> **Required work**
Count how many lines of the data include "DanglingKey". The answer is that number and nothing else.

════

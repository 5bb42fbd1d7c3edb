//! Drone agent dispatch loop
//!
//! Subscribes the command patterns for this drone's identifier, decodes each
//! inbound line, executes the named command and publishes the response on the
//! call's correlation-scoped return channel. Failures while handling one
//! command are reported back to the caller and never take the loop down.

use std::collections::{HashSet, VecDeque};
use std::sync::Arc;

use anyhow::{Context, Result};
use apiary_shared::bus::{BusEvent, BusMessage, MessageBus, Subscription as _};
use apiary_shared::channels::{self, ComChannel, DroneId};
use apiary_shared::payload::{self, WireReturn};
use apiary_shared::registry::{CommandRegistry, RegistryError};
use tracing::{debug, info, warn};

use crate::commands::{self, AgentCommand};

/// How many correlation ids the duplicate filter remembers.
const SEEN_CIDS: usize = 64;

pub struct Agent {
    id: DroneId,
    bus: Arc<dyn MessageBus>,
    registry: CommandRegistry<AgentCommand>,
}

impl Agent {
    pub fn new(
        id: DroneId,
        bus: Arc<dyn MessageBus>,
        registry: CommandRegistry<AgentCommand>,
    ) -> Self {
        Self { id, bus, registry }
    }

    /// Receive and execute commands until the subscription closes.
    pub async fn run(&self) -> Result<()> {
        let patterns = channels::subscription_set(self.id);
        let mut sub = self
            .bus
            .pattern_subscribe(&patterns)
            .await
            .context("opening command subscription")?;
        info!(id = %self.id, ?patterns, "agent listening");

        let mut seen = SeenCids::new(SEEN_CIDS);

        loop {
            let event = match sub.next_event().await {
                Ok(Some(event)) => event,
                Ok(None) => {
                    info!(id = %self.id, "command subscription closed");
                    return Ok(());
                }
                Err(e) => {
                    warn!(id = %self.id, error = %e, "subscription error");
                    continue;
                }
            };

            let msg = match event {
                BusEvent::Message(msg) => msg,
                BusEvent::Housekeeping => continue,
            };

            // the same call can reach us again through broker redelivery;
            // answer it once
            if !seen.insert(&msg) {
                debug!(channel = %msg.channel, "duplicate command, ignoring");
                continue;
            }

            let ret = self.handle(&msg).await;
            self.publish_return(&msg, &ret).await;
        }
    }

    /// Execute one inbound command, producing the response to publish.
    async fn handle(&self, msg: &BusMessage) -> WireReturn {
        let id = self.id.to_string();
        let line = String::from_utf8_lossy(&msg.payload);

        let call = match payload::decode(&line) {
            Ok(call) => call,
            Err(e) => {
                warn!(channel = %msg.channel, error = %e, "undecodable command");
                return WireReturn::error(id, None, e.to_string());
            }
        };

        let entry = match self.registry.by_number(call.com_num) {
            Ok(entry) => entry,
            Err(e @ RegistryError::UnknownNumber(_)) => {
                warn!(channel = %msg.channel, com_num = call.com_num, "unknown command");
                return WireReturn::error(id, Some(call.com_num), e.to_string());
            }
            Err(e) => {
                return WireReturn::error(id, Some(call.com_num), e.to_string());
            }
        };

        info!(com_num = call.com_num, name = entry.name, channel = %msg.channel, "executing command");

        // every decoded call gets a response; the flag only picks the
        // return value over the acknowledgement
        match commands::execute(entry.command, self.id, &call).await {
            Err(e) => WireReturn::error(id, Some(call.com_num), format!("{e:#}")),
            Ok(Some(value)) if call.want_return => WireReturn::value(id, call.com_num, value),
            Ok(_) => WireReturn::ack(
                id,
                call.com_num,
                format!("Command {} ({}) executed.", call.com_num, entry.name),
            ),
        }
    }

    /// Publish a response on the inbound call's return channel. Publish
    /// failures are logged; the loop keeps serving.
    async fn publish_return(&self, inbound: &BusMessage, ret: &WireReturn) {
        let chan = ComChannel::from_channel(&inbound.channel).publish_ret;
        let bytes = match serde_json::to_vec(ret) {
            Ok(bytes) => bytes,
            Err(e) => {
                warn!(channel = %chan, error = %e, "unserializable response");
                return;
            }
        };
        match self.bus.publish(&chan, &bytes).await {
            Ok(0) => debug!(channel = %chan, "response published but nobody listening"),
            Ok(_) => debug!(channel = %chan, "response published"),
            Err(e) => warn!(channel = %chan, error = %e, "failed to publish response"),
        }
    }
}

/// Bounded record of recently answered calls, keyed by correlation id
/// (falling back to the raw channel name for cid-less channels).
struct SeenCids {
    cap: usize,
    order: VecDeque<String>,
    set: HashSet<String>,
}

impl SeenCids {
    fn new(cap: usize) -> Self {
        Self {
            cap,
            order: VecDeque::with_capacity(cap),
            set: HashSet::with_capacity(cap),
        }
    }

    /// Record the call; false when it was already seen.
    fn insert(&mut self, msg: &BusMessage) -> bool {
        let key = channels::parse_channel(&msg.channel)
            .cid
            .unwrap_or_else(|| msg.channel.clone());

        if !self.set.insert(key.clone()) {
            return false;
        }
        self.order.push_back(key);
        if self.order.len() > self.cap {
            if let Some(old) = self.order.pop_front() {
                self.set.remove(&old);
            }
        }
        true
    }
}
//! Text payload codec
//!
//! Commands travel as a single line of whitespace-delimited tokens:
//! ```text
//! <com_num> <want_return:0|1> <tok> <tok> ... [<key>=<value> ...]
//! ```
//! Named arguments are written `key=value`; the human-typed free-form
//! variant (`key=value, key2 = value2`) is normalized before tokenizing, so
//! the decoder only ever peeks one token ahead for a bare `=`.
//!
//! Decoding is total: any malformed line surfaces as a [`PayloadError`]
//! carrying the offending payload text, never a panic.

use std::collections::BTreeMap;
use std::fmt::Write as _;

use serde::{Deserialize, Serialize};
use thiserror::Error;

/// A decoded command invocation.
#[derive(Debug, Clone, PartialEq, Eq)]
pub struct CommandCall {
    pub com_num: u8,
    /// Whether the caller wants the return value or only an acknowledgement.
    pub want_return: bool,
    pub args: Vec<String>,
    pub kwargs: BTreeMap<String, String>,
}

impl CommandCall {
    /// A bare call with no arguments.
    pub fn bare(com_num: u8, want_return: bool) -> Self {
        Self {
            com_num,
            want_return,
            args: Vec::new(),
            kwargs: BTreeMap::new(),
        }
    }
}

/// A payload that could not be decoded, kept for diagnostics.
#[derive(Debug, Error)]
#[error("payload error ({payload}): {kind}")]
pub struct PayloadError {
    pub payload: String,
    #[source]
    pub kind: PayloadErrorKind,
}

#[derive(Debug, Error, PartialEq, Eq)]
pub enum PayloadErrorKind {
    #[error("missing command number")]
    MissingCommandNumber,

    #[error("bad command number: {0}")]
    BadCommandNumber(String),

    #[error("missing want-return flag")]
    MissingReturnFlag,

    #[error("bad want-return flag: {0}")]
    BadReturnFlag(String),

    #[error("named argument '{0}' has no value")]
    DanglingKey(String),
}

/// Encode a command invocation to its wire line.
pub fn encode(call: &CommandCall) -> String {
    let mut line = format!("{} {}", call.com_num, u8::from(call.want_return));

    for arg in &call.args {
        let _ = write!(line, " {arg}");
    }
    for (key, value) in &call.kwargs {
        let _ = write!(line, " {key}={value}");
    }

    line
}

/// Decode a wire line into a command invocation.
pub fn decode(line: &str) -> Result<CommandCall, PayloadError> {
    let err = |kind| PayloadError {
        payload: line.to_string(),
        kind,
    };

    let mut tokens = line.split_whitespace();

    let com = tokens
        .next()
        .ok_or_else(|| err(PayloadErrorKind::MissingCommandNumber))?;
    let com_num: u8 = com
        .parse()
        .map_err(|_| err(PayloadErrorKind::BadCommandNumber(com.to_string())))?;

    let flag = tokens
        .next()
        .ok_or_else(|| err(PayloadErrorKind::MissingReturnFlag))?;
    let want_return = match flag {
        "0" => false,
        "1" => true,
        other => return Err(err(PayloadErrorKind::BadReturnFlag(other.to_string()))),
    };

    let rest = tokens.collect::<Vec<_>>().join(" ");
    let (args, kwargs) = split_args(&rest).map_err(|e| err(e.kind))?;

    Ok(CommandCall {
        com_num,
        want_return,
        args,
        kwargs,
    })
}

/// Split a free-form argument string into positional and named arguments.
///
/// Accepts the human-typed `key=value, key2 = value2` convenience format:
/// commas become whitespace, every `=` is spaced out into its own token,
/// then tokens are consumed left to right. A token is a named-argument key
/// exactly when the next token is a bare `=`.
pub fn split_args(raw: &str) -> Result<(Vec<String>, BTreeMap<String, String>), PayloadError> {
    let normalized = raw.replace(',', " ").replace('=', " = ");

    let mut args = Vec::new();
    let mut kwargs = BTreeMap::new();

    let mut tokens = normalized.split_whitespace().peekable();
    while let Some(token) = tokens.next() {
        if tokens.peek() == Some(&"=") {
            tokens.next(); // consume the '='
            match tokens.next() {
                Some(value) => {
                    kwargs.insert(token.to_string(), value.to_string());
                }
                None => {
                    return Err(PayloadError {
                        payload: raw.to_string(),
                        kind: PayloadErrorKind::DanglingKey(token.to_string()),
                    });
                }
            }
        } else {
            args.push(token.to_string());
        }
    }

    Ok((args, kwargs))
}

/// Serialized response published on a return channel.
#[derive(Debug, Clone, PartialEq, Serialize, Deserialize)]
pub struct WireReturn {
    /// Responding drone identifier, canonical string form.
    pub id: String,
    /// Command number the response answers, when known.
    pub com_num: Option<u8>,
    pub result: WireResult,
}

#[derive(Debug, Clone, PartialEq, Serialize, Deserialize)]
#[serde(tag = "kind", content = "body", rename_all = "snake_case")]
pub enum WireResult {
    /// The command's return value.
    Value(serde_json::Value),
    /// Acknowledgement for a command with no return value.
    Ack(String),
    /// Decode or execution failure, as reported text.
    Error(String),
}

impl WireReturn {
    pub fn value(id: impl Into<String>, com_num: u8, value: serde_json::Value) -> Self {
        Self {
            id: id.into(),
            com_num: Some(com_num),
            result: WireResult::Value(value),
        }
    }

    pub fn ack(id: impl Into<String>, com_num: u8, message: impl Into<String>) -> Self {
        Self {
            id: id.into(),
            com_num: Some(com_num),
            result: WireResult::Ack(message.into()),
        }
    }

    pub fn error(id: impl Into<String>, com_num: Option<u8>, message: impl Into<String>) -> Self {
        Self {
            id: id.into(),
            com_num,
            result: WireResult::Error(message.into()),
        }
    }
}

════

> **Written solution**
2